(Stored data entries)
* * * * * * * * *

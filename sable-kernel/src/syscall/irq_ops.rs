//! IRQ invocations
//!
//! - IRQ control: IssueIRQHandler hands out the handler capability for one
//!   line and marks the line as delivering signals
//! - IRQ handler: AckIRQ unmasks the line after a delivery; SetIRQHandler
//!   and ClearIRQHandler change the notification in the line's slot of the
//!   IRQ node

use sable_cap::{Cap, CdtOps, IrqNumber, IrqState};
use sable_syscall::InvocationLabel;

use super::invocation::Invocation;
use super::SyscallError;
use crate::{KernelResult, KernelState};

impl KernelState {
    /// # ABI
    ///
    /// - MR0: IRQ number
    /// - MR1: destination index, from the CNode in extra cap 0
    /// - MR2: destination depth
    pub(crate) fn decode_irq_control_invocation(&mut self, inv: &Invocation) -> KernelResult {
        if inv.label != InvocationLabel::IrqIssueIrqHandler {
            log::warn!("irq: illegal control operation {}", inv.label.name());
            return Err(SyscallError::IllegalOperation.into());
        }
        let root = self.extra_cap(inv, 0);
        let Some((root, _)) = root.filter(|_| inv.length >= 3) else {
            return Err(SyscallError::TruncatedMessage.into());
        };
        let irq_word = self.syscall_arg(inv, 0);
        let index = self.syscall_arg(inv, 1);
        let depth = self.syscall_arg(inv, 2);

        let max_irq = self.config.max_irq;
        if irq_word > u64::from(max_irq) {
            log::warn!("irq: line {} above {}", irq_word, max_irq);
            return Err(SyscallError::RangeError {
                min: 0,
                max: u64::from(max_irq),
            }
            .into());
        }
        let irq = IrqNumber(irq_word as u16);
        if self.is_irq_active(irq) {
            log::warn!("irq: line {} already has a handler", irq);
            return Err(SyscallError::RevokeFirst.into());
        }
        let dest = self.lookup_target_slot(root, index, depth)?;
        self.objects.ensure_empty_slot(dest)?;

        self.restart_invoker(inv);
        log::debug!("irq: issue handler for line {} into {}", irq, dest);
        self.set_irq_state(irq, IrqState::Signal);
        self.objects
            .cte_insert(Cap::IrqHandler { irq }, inv.slot, dest);
        Ok(())
    }

    pub(crate) fn decode_irq_handler_invocation(
        &mut self,
        inv: &Invocation,
        irq: IrqNumber,
    ) -> KernelResult {
        match inv.label {
            InvocationLabel::IrqAckIrq => {
                self.restart_invoker(inv);
                self.machine.mask_irq(irq, false);
                Ok(())
            }
            InvocationLabel::IrqSetIrqHandler => {
                let Some((cap, slot)) = self.extra_cap(inv, 0) else {
                    return Err(SyscallError::TruncatedMessage.into());
                };
                if !matches!(cap, Cap::Notification { .. }) || !cap.can_send() {
                    log::warn!("irq: handler {} cannot signal", cap);
                    return Err(SyscallError::InvalidCapability { argument: 0 }.into());
                }
                self.restart_invoker(inv);
                let irq_slot = self.irq_slot(irq);
                self.cte_delete_one(irq_slot);
                self.objects.cte_insert(cap, slot, irq_slot);
                Ok(())
            }
            InvocationLabel::IrqClearIrqHandler => {
                self.restart_invoker(inv);
                let irq_slot = self.irq_slot(irq);
                self.cte_delete_one(irq_slot);
                Ok(())
            }
            other => {
                log::warn!("irq: illegal handler operation {}", other.name());
                Err(SyscallError::IllegalOperation.into())
            }
        }
    }
}
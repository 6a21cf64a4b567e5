//! Badge values for sender identification
//!
//! A badge is attached to an endpoint or notification capability when it
//! is minted. Receivers see the sender's badge on every message; a
//! notification ORs the badges of all signals it accumulates into a single
//! word.
//!
//! Badge zero means "unbadged". Only unbadged capabilities can be given a
//! badge, so a badge once set can never be changed by deriving further
//! copies.

use core::fmt;

/// A badge value for capability identification.
#[derive(Clone, Copy, PartialEq, Eq, Default, Hash, PartialOrd, Ord)]
#[repr(transparent)]
pub struct Badge(u64);

impl Badge {
    /// No badge (unbadged capability).
    pub const NONE: Self = Self(0);

    /// Create a new badge with the given value.
    #[inline]
    #[must_use]
    pub const fn new(value: u64) -> Self {
        Self(value)
    }

    /// Get the raw badge value.
    #[inline]
    #[must_use]
    pub const fn value(self) -> u64 {
        self.0
    }

    /// Check if this is an unbadged capability (badge is zero).
    #[inline]
    #[must_use]
    pub const fn is_none(self) -> bool {
        self.0 == 0
    }

    /// Check if this capability carries a badge.
    #[inline]
    #[must_use]
    pub const fn is_some(self) -> bool {
        self.0 != 0
    }

    /// Accumulate another badge into this one (notification signal word).
    #[inline]
    #[must_use]
    pub const fn combine(self, other: Self) -> Self {
        Self(self.0 | other.0)
    }
}

impl fmt::Debug for Badge {
    fn fmt(&self, f: &mut fmt::Formatter<'_>) -> fmt::Result {
        if self.is_none() {
            write!(f, "Badge::NONE")
        } else {
            write!(f, "Badge({:#x})", self.0)
        }
    }
}

impl fmt::Display for Badge {
    fn fmt(&self, f: &mut fmt::Formatter<'_>) -> fmt::Result {
        if self.is_none() {
            write!(f, "none")
        } else {
            write!(f, "{:#x}", self.0)
        }
    }
}

impl From<u64> for Badge {
    #[inline]
    fn from(value: u64) -> Self {
        Self(value)
    }
}

impl From<Badge> for u64 {
    #[inline]
    fn from(badge: Badge) -> Self {
        badge.0
    }
}

impl core::ops::BitOr for Badge {
    type Output = Self;

    #[inline]
    fn bitor(self, rhs: Self) -> Self::Output {
        self.combine(rhs)
    }
}

impl core::ops::BitOrAssign for Badge {
    #[inline]
    fn bitor_assign(&mut self, rhs: Self) {
        self.0 |= rhs.0;
    }
}
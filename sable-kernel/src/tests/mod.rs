//! Scenario tests that drive the kernel through its syscall entry points,
//! as the root thread and threads it creates.

mod fastpath;
mod ipc;
mod preempt;

use sable_cap::root_slots::Slot;
use sable_cap::CapRights;
use sable_syscall::InvocationLabel;

use crate::testing::TestKernel;

/// CPtr of the root CNode in the root CSpace.
const ROOT_CNODE: u64 = Slot::InitThreadCNode.index() as u64;

/// Depth that resolves a root CNode index completely.
const FULL_DEPTH: u64 = 64;

/// Mint `src` into `dest` with `rights` and `badge`; returns the reply label.
fn mint(t: &mut TestKernel, src: u32, dest: u32, rights: CapRights, badge: u64) -> u64 {
    t.call(
        ROOT_CNODE,
        InvocationLabel::CNodeMint,
        &[
            u64::from(dest),
            FULL_DEPTH,
            u64::from(src),
            FULL_DEPTH,
            u64::from(rights.bits()),
            badge,
        ],
        &[ROOT_CNODE],
    )
    .label
}

/// Copy `src` into `dest` with `rights`; returns the reply label.
fn copy(t: &mut TestKernel, src: u32, dest: u32, rights: CapRights) -> u64 {
    t.call(
        ROOT_CNODE,
        InvocationLabel::CNodeCopy,
        &[
            u64::from(dest),
            FULL_DEPTH,
            u64::from(src),
            FULL_DEPTH,
            u64::from(rights.bits()),
        ],
        &[ROOT_CNODE],
    )
    .label
}

/// Apply a single-slot CNode operation to root slot `index`.
fn cnode_op(t: &mut TestKernel, label: InvocationLabel, index: u32) -> u64 {
    t.call(ROOT_CNODE, label, &[u64::from(index), FULL_DEPTH], &[])
        .label
}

* * * * * * * * *

WHAT TO DO
Among the lines above, find those with the word "IrqNumber". Copy them.

ANSWER TO THIS PROBLEM
use sable_cap::{Cap, CdtOps, IrqNumber, IrqState};
        let irq = IrqNumber(irq_word as u16);
        irq: IrqNumber,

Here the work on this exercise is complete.